Внизу кормилось целое звериное сообщество: чесунчовые белки, распахнув рукава своих кремовых балахончиков, слетали с нижних ветвей, едва завидя лакомый орешек; пегие голоносые псевдовомбаты, гибрид морских свинок с перекормленными йоркшир-терьерами, объедали листву, а у них между ног нахально шныряла пара крошечных тенреков с голубыми иглами и непомерным аппетитом - подбирали жуков и гусениц.

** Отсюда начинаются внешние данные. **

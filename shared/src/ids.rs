//! Helpers for validating names used as filesystem path components.

/// Returns true if `name` is safe to use as a single path component on all platforms.
///
/// Rules:
/// - Must be non-empty and not "." or ".."
/// - Must not contain path separators ('/' or '\\')
/// - Must not contain control characters or NUL
/// - Must not contain Windows-reserved filename characters
/// - Must not end with '.' or space (Windows restriction)
pub fn is_safe_path_component(name: &str) -> bool {
    if name.is_empty() || name == "." || name == ".." {
        return false;
    }

    if name.ends_with('.') || name.ends_with(' ') {
        return false;
    }

    for c in name.chars() {
        if c == '/' || c == '\\' || c == '\0' {
            return false;
        }
        if c.is_control() {
            return false;
        }
        // Windows-reserved filename characters.
        if matches!(c, ':' | '*' | '?' | '"' | '<' | '>' | '|') {
            return false;
        }
    }

    true
}

/// Turn an arbitrary name into a safe path component.
///
/// Unsafe characters become `_`, trailing dots and spaces are dropped, and the
/// result is capped at `max_chars` characters. Returns `fallback` if nothing
/// usable is left.
pub fn sanitize_path_component(name: &str, max_chars: usize, fallback: &str) -> String {
    let mut out: String = name
        .chars()
        .map(|c| {
            if c.is_control() || matches!(c, '/' | '\\' | ':' | '*' | '?' | '"' | '<' | '>' | '|') {
                '_'
            } else {
                c
            }
        })
        .take(max_chars)
        .collect();

    while out.ends_with('.') || out.ends_with(' ') {
        out.pop();
    }

    if is_safe_path_component(&out) {
        out
    } else {
        fallback.to_string()
    }
}
//! Process launch orchestration
//!
//! A payload is classified by extension, turned into an [`Invocation`], and
//! run to completion while the input listener is suspended. The listener is
//! released on every path, including spawn failures.

mod classify;
mod command;
mod error;

#[cfg(test)]
mod tests;

use std::path::Path;
use std::sync::Arc;
use std::time::{Duration, Instant};

use romhub_shared::EmulatorDefinition;
use tracing::{error, info, warn};

use crate::input::InputCoordinator;
use crate::process::{CapturedOutput, exit_label};

pub use classify::{LaunchKind, classify};
pub use command::{Invocation, build_invocation, expand_arguments, split_arguments};
pub use error::LaunchError;

/// A finished, successful launch.
#[derive(Debug, Clone, PartialEq, Eq)]
pub struct LaunchReport {
    pub kind: LaunchKind,
    pub command: String,
    pub exit_code: Option<i32>,
    /// Exited with a configured benign code rather than 0
    pub benign: bool,
    pub output: CapturedOutput,
    pub elapsed: Duration,
}

/// Starts payloads and supervises them until they exit.
#[derive(Debug, Clone)]
pub struct LaunchOrchestrator {
    input: Arc<InputCoordinator>,
}

impl LaunchOrchestrator {
    pub fn new(input: Arc<InputCoordinator>) -> Self {
        Self { input }
    }

    pub fn input(&self) -> &Arc<InputCoordinator> {
        &self.input
    }

    /// Launch `path`, using `emulator` for content files.
    pub async fn launch(
        &self,
        path: &Path,
        emulator: Option<&EmulatorDefinition>,
    ) -> Result<LaunchReport, LaunchError> {
        let kind = classify(path);
        let invocation = build_invocation(path, kind, emulator)?;
        let command = invocation.command_line();
        info!("Launching {:?}: {}", kind, command);

        let _suspended = self.input.suspend();
        let started = Instant::now();

        let output = match invocation.to_command().output().await {
            Ok(output) => output,
            Err(source) => {
                error!("Failed to start {}: {}", command, source);
                return Err(LaunchError::Spawn { command, source });
            }
        };
        let elapsed = started.elapsed();
        let captured = CapturedOutput::from_output(&output);
        let code = output.status.code();
        info!("{} finished after {:.1?} with {}", command, elapsed, exit_label(&code));

        let Some(code) = code else {
            error!("{} was terminated: {}", command, captured);
            return Err(LaunchError::Terminated {
                command,
                output: captured,
            });
        };

        let benign = code != 0
            && kind.accepts_benign_exit()
            && emulator.is_some_and(|e| e.is_benign_exit(code));
        if code != 0 && !benign {
            error!("{} failed with exit code {}: {}", command, code, captured);
            return Err(LaunchError::Exit {
                command,
                code,
                output: captured,
            });
        }
        if benign {
            warn!("{} exited with benign code {}", command, code);
        }

        Ok(LaunchReport {
            kind,
            command,
            exit_code: Some(code),
            benign,
            output: captured,
            elapsed,
        })
    }
}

И все-то они были очаровательны - большеглазенькие, крутолобенькие, курносенькие… На шорох шагов подняли мордочки и уставились с жадным и доверчивым вниманием - только позови, только приласкай, только позволь прижаться к ногам… И снова непрошено и непрощенно вспыхнул в памяти силуэт короля-оленя, но его тут же заслонила картина яростной, но беззлобной драки на той стороне, которую кто-то по недоразумению назвал «черной». Вероятно, тот же человек, который, умиляясь на этих очаровашек, попросту недомыслил, что здесь налицо опасность стремительного вырождения, потому что у этих зверушек есть и другое название - акромикрики, обладатели куцых мордочек и недоразвитых конечностей. Неудачная боковая ветвь на дереве здешней эволюции. Неужели нужно было родиться нэд'о, чтобы уловить исходящие от них маленькие волны суеты и увядания?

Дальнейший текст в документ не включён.